══ Data for review

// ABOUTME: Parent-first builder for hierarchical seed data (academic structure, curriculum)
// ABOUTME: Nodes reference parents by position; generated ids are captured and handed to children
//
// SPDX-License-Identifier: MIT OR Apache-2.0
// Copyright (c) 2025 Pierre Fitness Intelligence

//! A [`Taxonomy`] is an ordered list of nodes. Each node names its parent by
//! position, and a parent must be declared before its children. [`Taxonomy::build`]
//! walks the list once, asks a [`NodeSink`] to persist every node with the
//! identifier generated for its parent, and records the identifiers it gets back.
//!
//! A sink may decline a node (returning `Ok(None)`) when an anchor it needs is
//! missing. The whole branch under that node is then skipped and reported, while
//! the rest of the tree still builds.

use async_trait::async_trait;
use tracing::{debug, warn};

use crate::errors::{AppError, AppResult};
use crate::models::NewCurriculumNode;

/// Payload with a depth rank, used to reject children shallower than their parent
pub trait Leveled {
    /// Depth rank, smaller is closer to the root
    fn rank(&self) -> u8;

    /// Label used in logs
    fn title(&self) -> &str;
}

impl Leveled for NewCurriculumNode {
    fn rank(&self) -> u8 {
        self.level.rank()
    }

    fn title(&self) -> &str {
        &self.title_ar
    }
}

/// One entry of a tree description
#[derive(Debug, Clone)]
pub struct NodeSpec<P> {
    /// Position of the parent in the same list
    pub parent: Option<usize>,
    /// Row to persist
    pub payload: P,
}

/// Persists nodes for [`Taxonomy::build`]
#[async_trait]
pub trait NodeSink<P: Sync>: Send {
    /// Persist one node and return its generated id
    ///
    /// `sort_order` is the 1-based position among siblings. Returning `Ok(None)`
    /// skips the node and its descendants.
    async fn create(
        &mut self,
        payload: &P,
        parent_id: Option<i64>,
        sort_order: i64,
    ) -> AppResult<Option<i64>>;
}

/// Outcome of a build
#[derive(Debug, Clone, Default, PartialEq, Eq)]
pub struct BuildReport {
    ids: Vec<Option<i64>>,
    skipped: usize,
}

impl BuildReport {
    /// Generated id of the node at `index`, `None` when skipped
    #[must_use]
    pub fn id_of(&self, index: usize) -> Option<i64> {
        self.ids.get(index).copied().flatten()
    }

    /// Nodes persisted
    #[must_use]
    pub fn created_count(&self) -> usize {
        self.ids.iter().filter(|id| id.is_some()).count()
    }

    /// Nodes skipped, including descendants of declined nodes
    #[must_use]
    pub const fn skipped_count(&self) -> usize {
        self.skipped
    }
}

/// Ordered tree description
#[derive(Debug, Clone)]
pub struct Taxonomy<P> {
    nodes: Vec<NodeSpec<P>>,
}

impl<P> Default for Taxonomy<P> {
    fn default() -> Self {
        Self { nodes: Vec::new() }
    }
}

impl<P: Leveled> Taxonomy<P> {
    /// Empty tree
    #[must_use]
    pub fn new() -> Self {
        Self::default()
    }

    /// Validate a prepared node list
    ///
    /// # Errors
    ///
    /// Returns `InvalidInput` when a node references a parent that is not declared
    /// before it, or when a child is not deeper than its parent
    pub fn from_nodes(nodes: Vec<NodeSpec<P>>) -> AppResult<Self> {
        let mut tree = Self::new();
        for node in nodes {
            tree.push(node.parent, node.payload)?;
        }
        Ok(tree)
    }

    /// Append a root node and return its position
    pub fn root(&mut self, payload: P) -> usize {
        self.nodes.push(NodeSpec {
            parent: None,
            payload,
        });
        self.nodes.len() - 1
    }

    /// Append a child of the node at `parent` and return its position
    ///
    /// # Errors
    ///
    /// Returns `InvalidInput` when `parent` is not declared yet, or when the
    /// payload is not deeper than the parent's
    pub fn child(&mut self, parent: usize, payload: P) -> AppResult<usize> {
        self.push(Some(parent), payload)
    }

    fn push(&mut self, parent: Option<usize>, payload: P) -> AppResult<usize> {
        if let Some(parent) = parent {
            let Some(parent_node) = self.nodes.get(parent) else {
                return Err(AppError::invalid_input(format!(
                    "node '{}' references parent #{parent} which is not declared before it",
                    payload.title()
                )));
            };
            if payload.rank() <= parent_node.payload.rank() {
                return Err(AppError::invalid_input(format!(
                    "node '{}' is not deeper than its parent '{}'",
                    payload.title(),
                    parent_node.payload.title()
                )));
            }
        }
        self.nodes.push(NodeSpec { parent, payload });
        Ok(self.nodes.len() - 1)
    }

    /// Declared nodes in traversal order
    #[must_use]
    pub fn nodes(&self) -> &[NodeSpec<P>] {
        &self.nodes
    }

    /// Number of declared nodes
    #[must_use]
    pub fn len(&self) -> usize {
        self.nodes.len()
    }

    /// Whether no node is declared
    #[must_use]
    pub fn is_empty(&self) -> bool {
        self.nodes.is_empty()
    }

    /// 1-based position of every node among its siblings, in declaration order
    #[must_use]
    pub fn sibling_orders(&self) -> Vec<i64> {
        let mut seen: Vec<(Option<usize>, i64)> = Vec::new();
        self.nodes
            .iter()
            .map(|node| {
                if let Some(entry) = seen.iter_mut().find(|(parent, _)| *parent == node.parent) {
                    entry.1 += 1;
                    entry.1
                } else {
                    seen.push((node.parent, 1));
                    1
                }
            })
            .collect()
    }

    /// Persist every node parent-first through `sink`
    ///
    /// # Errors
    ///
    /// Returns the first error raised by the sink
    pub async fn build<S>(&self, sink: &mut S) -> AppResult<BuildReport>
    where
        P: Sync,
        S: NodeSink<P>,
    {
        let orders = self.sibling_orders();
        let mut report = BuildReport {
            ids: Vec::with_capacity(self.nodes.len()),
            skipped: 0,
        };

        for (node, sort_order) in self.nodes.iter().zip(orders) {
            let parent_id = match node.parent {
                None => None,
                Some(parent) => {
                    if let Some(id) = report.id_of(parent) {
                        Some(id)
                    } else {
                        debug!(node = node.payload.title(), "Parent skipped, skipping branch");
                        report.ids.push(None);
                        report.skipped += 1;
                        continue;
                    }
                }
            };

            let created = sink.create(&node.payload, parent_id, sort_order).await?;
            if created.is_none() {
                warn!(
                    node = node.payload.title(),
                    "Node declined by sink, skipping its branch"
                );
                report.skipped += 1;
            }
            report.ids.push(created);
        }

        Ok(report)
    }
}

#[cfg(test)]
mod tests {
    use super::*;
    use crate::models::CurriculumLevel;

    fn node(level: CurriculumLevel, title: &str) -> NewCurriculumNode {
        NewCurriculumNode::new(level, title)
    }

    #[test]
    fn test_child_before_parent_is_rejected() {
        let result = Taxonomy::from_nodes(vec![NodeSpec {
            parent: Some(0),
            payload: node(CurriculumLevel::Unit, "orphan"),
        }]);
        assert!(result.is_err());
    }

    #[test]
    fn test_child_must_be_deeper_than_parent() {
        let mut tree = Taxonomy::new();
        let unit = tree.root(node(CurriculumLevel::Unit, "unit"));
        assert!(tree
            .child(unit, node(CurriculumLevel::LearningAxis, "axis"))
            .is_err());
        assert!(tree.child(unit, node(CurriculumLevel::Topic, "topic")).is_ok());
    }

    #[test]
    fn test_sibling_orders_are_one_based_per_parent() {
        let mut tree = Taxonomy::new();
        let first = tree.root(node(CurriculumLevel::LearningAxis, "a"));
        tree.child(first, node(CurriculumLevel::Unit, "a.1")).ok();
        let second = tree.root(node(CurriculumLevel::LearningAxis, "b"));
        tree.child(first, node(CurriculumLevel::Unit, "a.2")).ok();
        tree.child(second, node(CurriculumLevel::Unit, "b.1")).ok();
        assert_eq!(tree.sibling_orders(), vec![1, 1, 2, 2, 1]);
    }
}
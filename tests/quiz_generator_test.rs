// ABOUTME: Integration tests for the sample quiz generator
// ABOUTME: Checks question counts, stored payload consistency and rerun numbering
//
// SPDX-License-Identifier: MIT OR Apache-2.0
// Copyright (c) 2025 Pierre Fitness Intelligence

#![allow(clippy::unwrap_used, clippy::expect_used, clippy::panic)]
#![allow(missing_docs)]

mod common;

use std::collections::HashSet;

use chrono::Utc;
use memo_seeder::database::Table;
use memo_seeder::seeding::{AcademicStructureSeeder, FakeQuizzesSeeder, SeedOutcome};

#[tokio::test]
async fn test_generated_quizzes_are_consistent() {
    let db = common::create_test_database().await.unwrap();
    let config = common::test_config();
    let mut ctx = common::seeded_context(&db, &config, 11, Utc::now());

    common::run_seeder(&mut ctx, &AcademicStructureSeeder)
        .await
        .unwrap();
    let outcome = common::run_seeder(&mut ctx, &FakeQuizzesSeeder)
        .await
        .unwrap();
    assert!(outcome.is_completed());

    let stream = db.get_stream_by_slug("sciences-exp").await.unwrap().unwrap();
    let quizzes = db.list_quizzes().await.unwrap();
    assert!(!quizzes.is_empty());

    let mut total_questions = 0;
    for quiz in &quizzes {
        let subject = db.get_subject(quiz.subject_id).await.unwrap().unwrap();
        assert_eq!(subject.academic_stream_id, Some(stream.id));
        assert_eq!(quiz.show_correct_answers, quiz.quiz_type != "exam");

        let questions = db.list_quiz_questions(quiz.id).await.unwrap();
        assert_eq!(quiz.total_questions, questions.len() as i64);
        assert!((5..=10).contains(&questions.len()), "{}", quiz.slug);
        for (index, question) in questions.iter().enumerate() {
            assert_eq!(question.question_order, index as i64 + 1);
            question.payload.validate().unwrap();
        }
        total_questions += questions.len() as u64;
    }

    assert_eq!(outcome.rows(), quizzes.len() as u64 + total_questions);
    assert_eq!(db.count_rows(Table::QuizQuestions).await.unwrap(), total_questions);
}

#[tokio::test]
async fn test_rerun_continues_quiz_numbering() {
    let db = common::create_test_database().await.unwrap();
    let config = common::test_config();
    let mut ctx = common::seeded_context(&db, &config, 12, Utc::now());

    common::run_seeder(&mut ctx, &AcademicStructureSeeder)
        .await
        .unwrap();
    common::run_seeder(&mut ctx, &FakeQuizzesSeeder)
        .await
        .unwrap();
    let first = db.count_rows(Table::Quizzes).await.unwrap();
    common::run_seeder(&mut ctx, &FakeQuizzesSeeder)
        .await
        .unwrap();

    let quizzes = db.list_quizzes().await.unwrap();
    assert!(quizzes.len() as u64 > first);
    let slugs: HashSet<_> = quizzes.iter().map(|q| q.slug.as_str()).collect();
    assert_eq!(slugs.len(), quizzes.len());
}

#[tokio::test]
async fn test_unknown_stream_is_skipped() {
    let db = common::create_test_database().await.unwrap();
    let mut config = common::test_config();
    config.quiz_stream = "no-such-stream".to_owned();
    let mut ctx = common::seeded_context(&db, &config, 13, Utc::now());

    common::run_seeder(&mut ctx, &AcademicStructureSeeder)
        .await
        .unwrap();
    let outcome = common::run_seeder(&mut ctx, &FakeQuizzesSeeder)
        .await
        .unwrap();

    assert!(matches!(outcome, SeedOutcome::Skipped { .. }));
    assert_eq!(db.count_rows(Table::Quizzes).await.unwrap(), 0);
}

════

**Brief**
Return, with no change at all, every line in the entries above from the line containing "fn node(level: CurriculumLevel, title: &str)" through the line containing "sample quiz generator".

**Reply to the task**
    fn node(level: CurriculumLevel, title: &str) -> NewCurriculumNode {
        NewCurriculumNode::new(level, title)
    }

    #[test]
    fn test_child_before_parent_is_rejected() {
        let result = Taxonomy::from_nodes(vec![NodeSpec {
            parent: Some(0),
            payload: node(CurriculumLevel::Unit, "orphan"),
        }]);
        assert!(result.is_err());
    }

    #[test]
    fn test_child_must_be_deeper_than_parent() {
        let mut tree = Taxonomy::new();
        let unit = tree.root(node(CurriculumLevel::Unit, "unit"));
        assert!(tree
            .child(unit, node(CurriculumLevel::LearningAxis, "axis"))
            .is_err());
        assert!(tree.child(unit, node(CurriculumLevel::Topic, "topic")).is_ok());
    }

    #[test]
    fn test_sibling_orders_are_one_based_per_parent() {
        let mut tree = Taxonomy::new();
        let first = tree.root(node(CurriculumLevel::LearningAxis, "a"));
        tree.child(first, node(CurriculumLevel::Unit, "a.1")).ok();
        let second = tree.root(node(CurriculumLevel::LearningAxis, "b"));
        tree.child(first, node(CurriculumLevel::Unit, "a.2")).ok();
        tree.child(second, node(CurriculumLevel::Unit, "b.1")).ok();
        assert_eq!(tree.sibling_orders(), vec![1, 1, 2, 2, 1]);
    }
}
filename tests/quiz_generator_test.rs
// ABOUTME: Integration tests for the sample quiz generator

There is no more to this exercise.